I got a hand-me-down book called The Pocket Muse (by Monica Wood) when a fellow teacher was cleaning out her bookshelves. It's fun and interesting, and gives good ideas for writers who may be struggling with writer's block or a lack of inspiration. Something I read today really struck me:

"In Making Shapely Fiction, the witty and wonderful Jerome Stern cautions against writing the "bathtub story." A bathtub story opens with the protagonist taking a bath (or occupying a similar confined space). During this bath, the protagonist thinks of, ruminates upon, wonders about, and analyzes the past, present, future, but he never gets out of the bathtub."

(The absurdity of the fact that I just quoted an author referencing a different author is not lost on me.)

I don't really write much fiction, so I wouldn't say that I related to this as an author. I do, however, feel like my life is far too often a bathtub story. I allow myself too much to sit in a confined space and think, instead of getting out and doing. Part of this is because I'm not sure how to start getting out, so I feel like I have to spend a lot of time thinking and planning the getting out before I can actually do it. Part of this is because I'm scared, and a cozy bathtub feels much safer than the big terrifying world outside. And a big part of this is because I'm crazy, and there's so damn much going on in my thoughts that it takes all of my energy just to do the thinking and wondering and analyzing, and there's no energy left for doing.

Still, I don't want to get addicted to the bathtub. Baths are nice and all, but they're really only meant to be for once in a while.
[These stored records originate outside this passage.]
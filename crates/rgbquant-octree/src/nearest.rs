//! Nearest-color resolver
//!
//! A linear scan over the palette under the weighted distance of
//! [`DistanceTable`], fronted by a one-entry cache of the last query.
//! Palettes hold at most 256 entries and neighbouring pixels often repeat,
//! so the scan plus cache is cheaper than any search structure.

use crate::distance::DistanceTable;
use crate::options::ChannelWeights;
use rgbquant_core::{Palette, color};

/// Query counters, for checking cache behavior
#[derive(Debug, Clone, Copy, Default, PartialEq, Eq)]
pub struct NearestStats {
    /// Total lookups served
    pub queries: u64,
    /// Lookups answered from the cache without scanning
    pub cache_hits: u64,
}

/// Weighted nearest-color search with a last-query cache
#[derive(Debug, Clone)]
pub struct NearestResolver {
    table: DistanceTable,
    last: Option<(u32, Option<usize>)>,
    stats: NearestStats,
}

impl NearestResolver {
    pub fn new(weights: ChannelWeights) -> Self {
        Self {
            table: DistanceTable::new(weights),
            last: None,
            stats: NearestStats::default(),
        }
    }

    pub fn weights(&self) -> ChannelWeights {
        self.table.weights()
    }

    pub fn stats(&self) -> NearestStats {
        self.stats
    }

    /// Forget the cached query; required whenever the palette changes.
    pub fn invalidate(&mut self) {
        self.last = None;
    }

    /// Index of the palette entry closest to `(r, g, b)`.
    ///
    /// Ties go to the lowest index. Returns `None` only for an empty
    /// palette.
    pub fn resolve(&mut self, palette: &Palette, r: u8, g: u8, b: u8) -> Option<usize> {
        self.stats.queries += 1;
        let key = color::pack_rgb24(r, g, b);
        if let Some((last_key, last_index)) = self.last
            && last_key == key
        {
            self.stats.cache_hits += 1;
            return last_index;
        }

        let mut best = None;
        let mut best_distance = u32::MAX;
        for (index, entry) in palette.colors().iter().enumerate() {
            let distance = self.table.distance(entry, r, g, b);
            if distance < best_distance {
                best_distance = distance;
                best = Some(index);
            }
        }
        self.last = Some((key, best));
        best
    }
}

impl Default for NearestResolver {
    fn default() -> Self {
        Self::new(ChannelWeights::default())
    }
}
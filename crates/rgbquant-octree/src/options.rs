//! Quantizer configuration

/// Shallowest usable tree
pub const MIN_DEPTH: u32 = 2;
/// Deepest tree; its base level resolves all 8 bits of every channel
pub const MAX_DEPTH: u32 = 9;
/// Depth used by [`OctreeOptions::default`]
pub const DEFAULT_DEPTH: u32 = 5;
/// Largest palette that can be requested
pub const MAX_COLORS: u32 = 256;

/// Clamp a requested tree depth into `MIN_DEPTH..=MAX_DEPTH`.
#[inline]
pub fn clamp_depth(depth: u32) -> u32 {
    depth.clamp(MIN_DEPTH, MAX_DEPTH)
}

/// Per-channel weights of the perceptual distance
/// `red * dR^2 + green * dG^2 + blue * dB^2`.
#[derive(Debug, Clone, Copy, PartialEq, Eq)]
pub struct ChannelWeights {
    pub red: u8,
    pub green: u8,
    pub blue: u8,
}

impl ChannelWeights {
    /// Power-of-two approximation of the luma weights
    pub const FAST: Self = Self {
        red: 32,
        green: 64,
        blue: 16,
    };

    /// Rec. 601 luma weights in percent
    pub const LUMA: Self = Self {
        red: 30,
        green: 59,
        blue: 11,
    };
}

impl Default for ChannelWeights {
    fn default() -> Self {
        Self::FAST
    }
}

/// Options for octree quantization
#[derive(Debug, Clone)]
pub struct OctreeOptions {
    /// Number of tree levels, clamped to `MIN_DEPTH..=MAX_DEPTH`
    pub depth: u32,
    /// Maximum number of colors in the output palette
    pub max_colors: u32,
    /// Weights for nearest-color matching
    pub weights: ChannelWeights,
}

impl Default for OctreeOptions {
    fn default() -> Self {
        Self {
            depth: DEFAULT_DEPTH,
            max_colors: MAX_COLORS,
            weights: ChannelWeights::default(),
        }
    }
}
You live in a bathtub for too long and your fingers get all pruny.

I think of my life sometimes as a story - a story I'm writing day by day, in the hopes that perhaps someone might find it interesting enough to read. And I don't want my readers to be stuck with a bathtub story. What I need is to get out of the tub, dry off my pruny fingers, and do something.

I just don't know what.


Still Jill B said...

Just getting out is a huge "to do". Out of the bathtub, and then out of the house. You don't need too much of a plan, and you don't have to conquer the world in that first step, just succeed in getting out. Try something like taking your book to the coffee shop. You don't have to have a step planned for after that. You don't have to fix it all before you go home. Just get out.
(that's my advice)
((and I'm sorry to be all advice-y, but this is something I have to work on pretty much every week))
(((so I have a bit of experience-based advice)))

BetteJo said...

Boy when you put it that way, most of my life would be a bathtub story. I'm going to have to think about that one.

fjd said...

It's hard to think that someone who's a teacher *needs* to get out and do any more. *Wants* is another matter, of course.

Elizabeth Rose said...

I vote for yoga - preferably a class that focuses on relaxation. I love how you can go and not have to think about anything outside of the class while you're there. I miss yoga... (I'm currently searching for a mommy and baby yoga class in Oslo but I'm guessing anything I can find will be in Norwegian, that should be interesting!)

figurefive said...

I think you're very attractive, and you seem smart. I totally have a crush on you.